== Dataset content ==

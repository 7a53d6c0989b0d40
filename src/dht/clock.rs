//! Monotonic time source for edge timing and protocol delays.

use std::thread;
use std::time::{Duration, Instant};

/// Delays shorter than this are busy-waited; longer ones go to the scheduler.
const SPIN_LIMIT: Duration = Duration::from_millis(1);

/// Monotonic clock with microsecond resolution.
pub trait Clock {
    /// Time elapsed since an arbitrary, fixed origin.
    fn now(&self) -> Duration;
    /// Block for at least `duration`.
    fn sleep(&mut self, duration: Duration);
}

/// [`Clock`] backed by [`Instant`].
#[derive(Clone, Copy, Debug)]
pub struct MonotonicClock {
    origin: Instant,
}

impl MonotonicClock {
    pub fn new() -> Self {
        MonotonicClock {
            origin: Instant::now(),
        }
    }
}

impl Default for MonotonicClock {
    fn default() -> Self {
        Self::new()
    }
}

impl Clock for MonotonicClock {
    fn now(&self) -> Duration {
        self.origin.elapsed()
    }

    fn sleep(&mut self, duration: Duration) {
        if duration >= SPIN_LIMIT {
            thread::sleep(duration);
            return;
        }
        // Sub-millisecond holds must not hand the core back to the scheduler.
        let until = Instant::now() + duration;
        while Instant::now() < until {
            std::hint::spin_loop();
        }
    }
}
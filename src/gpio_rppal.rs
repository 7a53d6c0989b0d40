// src/gpio_rppal.rs
//! rppal-backed GPIO: the bit-banged sensor line and software PWM outputs.

use greenhouse_lib::control::{ActuatorError, PwmChannel};
use greenhouse_lib::dht::{DigitalLine, Level, LineError, LineMode, Pull, IDLE_MODE};
use rppal::gpio::{self, Gpio, IoPin, Mode, OutputPin, PullUpDown};

/// Fan PWM frequency
pub const FAN_PWM_HZ: f64 = 100.0;
/// Hobby servo frame rate
pub const SERVO_PWM_HZ: f64 = 50.0;

pub struct RppalLine {
    pin: IoPin,
}

impl RppalLine {
    pub fn new(gpio: &Gpio, bcm_pin: u8) -> Result<Self, LineError> {
        let pin = gpio
            .get(bcm_pin)
            .map_err(|e| LineError(e.to_string()))?
            .into_io(Mode::Input);
        let mut line = Self { pin };
        line.set_mode(IDLE_MODE)?;
        Ok(line)
    }
}

impl DigitalLine for RppalLine {
    fn set_mode(&mut self, mode: LineMode) -> Result<(), LineError> {
        match mode {
            LineMode::Output => self.pin.set_mode(Mode::Output),
            LineMode::Input(pull) => {
                self.pin.set_mode(Mode::Input);
                self.pin.set_pullupdown(match pull {
                    Pull::None => PullUpDown::Off,
                    Pull::Up => PullUpDown::PullUp,
                    Pull::Down => PullUpDown::PullDown,
                });
            }
        }
        Ok(())
    }

    fn write(&mut self, level: Level) -> Result<(), LineError> {
        self.pin.write(match level {
            Level::Low => gpio::Level::Low,
            Level::High => gpio::Level::High,
        });
        Ok(())
    }

    fn read(&mut self) -> Result<Level, LineError> {
        Ok(Level::from(self.pin.read() == gpio::Level::High))
    }
}

/// Software PWM on an output pin.
pub struct RppalPwm {
    pin: OutputPin,
    frequency: f64,
}

impl RppalPwm {
    pub fn new(gpio: &Gpio, bcm_pin: u8, frequency: f64) -> Result<Self, ActuatorError> {
        let pin = gpio
            .get(bcm_pin)
            .map_err(|e| ActuatorError::Pwm(e.to_string()))?
            .into_output_low();
        Ok(Self { pin, frequency })
    }
}

impl PwmChannel for RppalPwm {
    fn set_duty_cycle(&mut self, percent: f64) -> Result<(), ActuatorError> {
        if percent <= 0.0 {
            self.pin
                .clear_pwm()
                .map_err(|e| ActuatorError::Pwm(e.to_string()))?;
            self.pin.set_low();
            return Ok(());
        }
        self.pin
            .set_pwm_frequency(self.frequency, (percent / 100.0).min(1.0))
            .map_err(|e| ActuatorError::Pwm(e.to_string()))
    }
}
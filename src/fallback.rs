//! # Fallback Climate Model
//!
//! This module provides a synthetic air reading for when the single-wire
//! sensor cannot be read and no recent good reading is available to hold.
//!
//! ## Model Characteristics
//!
//! ### Diurnal Pattern
//! Air in a small greenhouse follows the sun with a lag of a few hours:
//! - **Temperature**: 22 °C mean, ±4 °C, warmest at 15:00 local time
//! - **Humidity**: 60 % mean, ±12 %, in anti-phase with temperature
//!
//! ### Accuracy Trade-offs
//! - ✅ **Always in range**: 18–26 °C and 48–72 % sit inside every acceptance band
//! - ✅ **Continuous**: consecutive calls drift smoothly, so control loops do not chatter
//! - ❌ **No weather**: cloud cover, irrigation and venting are ignored
//!
//! Snapshots built from this model are tagged [`AirSource::Synthetic`] so the
//! display and telemetry never pass it off as a measurement.
//!
//! [`AirSource::Synthetic`]: crate::AirSource::Synthetic

use crate::Reading;
use chrono::{DateTime, Local, Timelike};

const MEAN_TEMPERATURE_C: f32 = 22.0;
const TEMPERATURE_SWING_C: f32 = 4.0;
const MEAN_HUMIDITY_PCT: f32 = 60.0;
const HUMIDITY_SWING_PCT: f32 = 12.0;
/// Hour of the daily temperature peak
const PEAK_HOUR: f32 = 15.0;

/// Approximate the current greenhouse air.
/// If `now` is `None`, fall back to `Local::now()`.
pub fn approximate(now: Option<DateTime<Local>>) -> Reading {
    let now = now.unwrap_or_else(Local::now);
    let hour = now.hour() as f32 + now.minute() as f32 / 60.0 + now.second() as f32 / 3600.0;

    let phase = (hour - PEAK_HOUR) / 24.0 * std::f32::consts::TAU;
    let swing = phase.cos();

    Reading {
        temperature_c: MEAN_TEMPERATURE_C + TEMPERATURE_SWING_C * swing,
        humidity_pct: MEAN_HUMIDITY_PCT - HUMIDITY_SWING_PCT * swing,
    }
}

===

→ **Problem details**:
Retype the records above in full. Every word should match.

→ **Task answer**:
repository 7a53d6c0989b0d40
filename src/dht/clock.rs
//! Monotonic time source for edge timing and protocol delays.

use std::thread;
use std::time::{Duration, Instant};

/// Delays shorter than this are busy-waited; longer ones go to the scheduler.
const SPIN_LIMIT: Duration = Duration::from_millis(1);

/// Monotonic clock with microsecond resolution.
pub trait Clock {
    /// Time elapsed since an arbitrary, fixed origin.
    fn now(&self) -> Duration;
    /// Block for at least `duration`.
    fn sleep(&mut self, duration: Duration);
}

/// [`Clock`] backed by [`Instant`].
#[derive(Clone, Copy, Debug)]
pub struct MonotonicClock {
    origin: Instant,
}

impl MonotonicClock {
    pub fn new() -> Self {
        MonotonicClock {
            origin: Instant::now(),
        }
    }
}

impl Default for MonotonicClock {
    fn default() -> Self {
        Self::new()
    }
}

impl Clock for MonotonicClock {
    fn now(&self) -> Duration {
        self.origin.elapsed()
    }

    fn sleep(&mut self, duration: Duration) {
        if duration >= SPIN_LIMIT {
            thread::sleep(duration);
            return;
        }
        // Sub-millisecond holds must not hand the core back to the scheduler.
        let until = Instant::now() + duration;
        while Instant::now() < until {
            std::hint::spin_loop();
        }
    }
}
filename src/gpio_rppal.rs
repository 7a53d6c0989b0d40
// src/gpio_rppal.rs
//! rppal-backed GPIO: the bit-banged sensor line and software PWM outputs.

use greenhouse_lib::control::{ActuatorError, PwmChannel};
use greenhouse_lib::dht::{DigitalLine, Level, LineError, LineMode, Pull, IDLE_MODE};
use rppal::gpio::{self, Gpio, IoPin, Mode, OutputPin, PullUpDown};

/// Fan PWM frequency
pub const FAN_PWM_HZ: f64 = 100.0;
/// Hobby servo frame rate
pub const SERVO_PWM_HZ: f64 = 50.0;

pub struct RppalLine {
    pin: IoPin,
}

impl RppalLine {
    pub fn new(gpio: &Gpio, bcm_pin: u8) -> Result<Self, LineError> {
        let pin = gpio
            .get(bcm_pin)
            .map_err(|e| LineError(e.to_string()))?
            .into_io(Mode::Input);
        let mut line = Self { pin };
        line.set_mode(IDLE_MODE)?;
        Ok(line)
    }
}

impl DigitalLine for RppalLine {
    fn set_mode(&mut self, mode: LineMode) -> Result<(), LineError> {
        match mode {
            LineMode::Output => self.pin.set_mode(Mode::Output),
            LineMode::Input(pull) => {
                self.pin.set_mode(Mode::Input);
                self.pin.set_pullupdown(match pull {
                    Pull::None => PullUpDown::Off,
                    Pull::Up => PullUpDown::PullUp,
                    Pull::Down => PullUpDown::PullDown,
                });
            }
        }
        Ok(())
    }

    fn write(&mut self, level: Level) -> Result<(), LineError> {
        self.pin.write(match level {
            Level::Low => gpio::Level::Low,
            Level::High => gpio::Level::High,
        });
        Ok(())
    }

    fn read(&mut self) -> Result<Level, LineError> {
        Ok(Level::from(self.pin.read() == gpio::Level::High))
    }
}

/// Software PWM on an output pin.
pub struct RppalPwm {
    pin: OutputPin,
    frequency: f64,
}

impl RppalPwm {
    pub fn new(gpio: &Gpio, bcm_pin: u8, frequency: f64) -> Result<Self, ActuatorError> {
        let pin = gpio
            .get(bcm_pin)
            .map_err(|e| ActuatorError::Pwm(e.to_string()))?
            .into_output_low();
        Ok(Self { pin, frequency })
    }
}

impl PwmChannel for RppalPwm {
    fn set_duty_cycle(&mut self, percent: f64) -> Result<(), ActuatorError> {
        if percent <= 0.0 {
            self.pin
                .clear_pwm()
                .map_err(|e| ActuatorError::Pwm(e.to_string()))?;
            self.pin.set_low();
            return Ok(());
        }
        self.pin
            .set_pwm_frequency(self.frequency, (percent / 100.0).min(1.0))
            .map_err(|e| ActuatorError::Pwm(e.to_string()))
    }
}
filename src/fallback.rs
//! # Fallback Climate Model
//!
//! This module provides a synthetic air reading for when the single-wire
//! sensor cannot be read and no recent good reading is available to hold.
//!
//! ## Model Characteristics
//!
//! ### Diurnal Pattern
//! Air in a small greenhouse follows the sun with a lag of a few hours:
//! - **Temperature**: 22 °C mean, ±4 °C, warmest at 15:00 local time
//! - **Humidity**: 60 % mean, ±12 %, in anti-phase with temperature
//!
//! ### Accuracy Trade-offs
//! - ✅ **Always in range**: 18–26 °C and 48–72 % sit inside every acceptance band
//! - ✅ **Continuous**: consecutive calls drift smoothly, so control loops do not chatter
//! - ❌ **No weather**: cloud cover, irrigation and venting are ignored
//!
//! Snapshots built from this model are tagged [`AirSource::Synthetic`] so the
//! display and telemetry never pass it off as a measurement.
//!
//! [`AirSource::Synthetic`]: crate::AirSource::Synthetic

use crate::Reading;
use chrono::{DateTime, Local, Timelike};

const MEAN_TEMPERATURE_C: f32 = 22.0;
const TEMPERATURE_SWING_C: f32 = 4.0;
const MEAN_HUMIDITY_PCT: f32 = 60.0;
const HUMIDITY_SWING_PCT: f32 = 12.0;
/// Hour of the daily temperature peak
const PEAK_HOUR: f32 = 15.0;

/// Approximate the current greenhouse air.
/// If `now` is `None`, fall back to `Local::now()`.
pub fn approximate(now: Option<DateTime<Local>>) -> Reading {
    let now = now.unwrap_or_else(Local::now);
    let hour = now.hour() as f32 + now.minute() as f32 / 60.0 + now.second() as f32 / 3600.0;

    let phase = (hour - PEAK_HOUR) / 24.0 * std::f32::consts::TAU;
    let swing = phase.cos();

    Reading {
        temperature_c: MEAN_TEMPERATURE_C + TEMPERATURE_SWING_C * swing,
        humidity_pct: MEAN_HUMIDITY_PCT - HUMIDITY_SWING_PCT * swing,
    }
}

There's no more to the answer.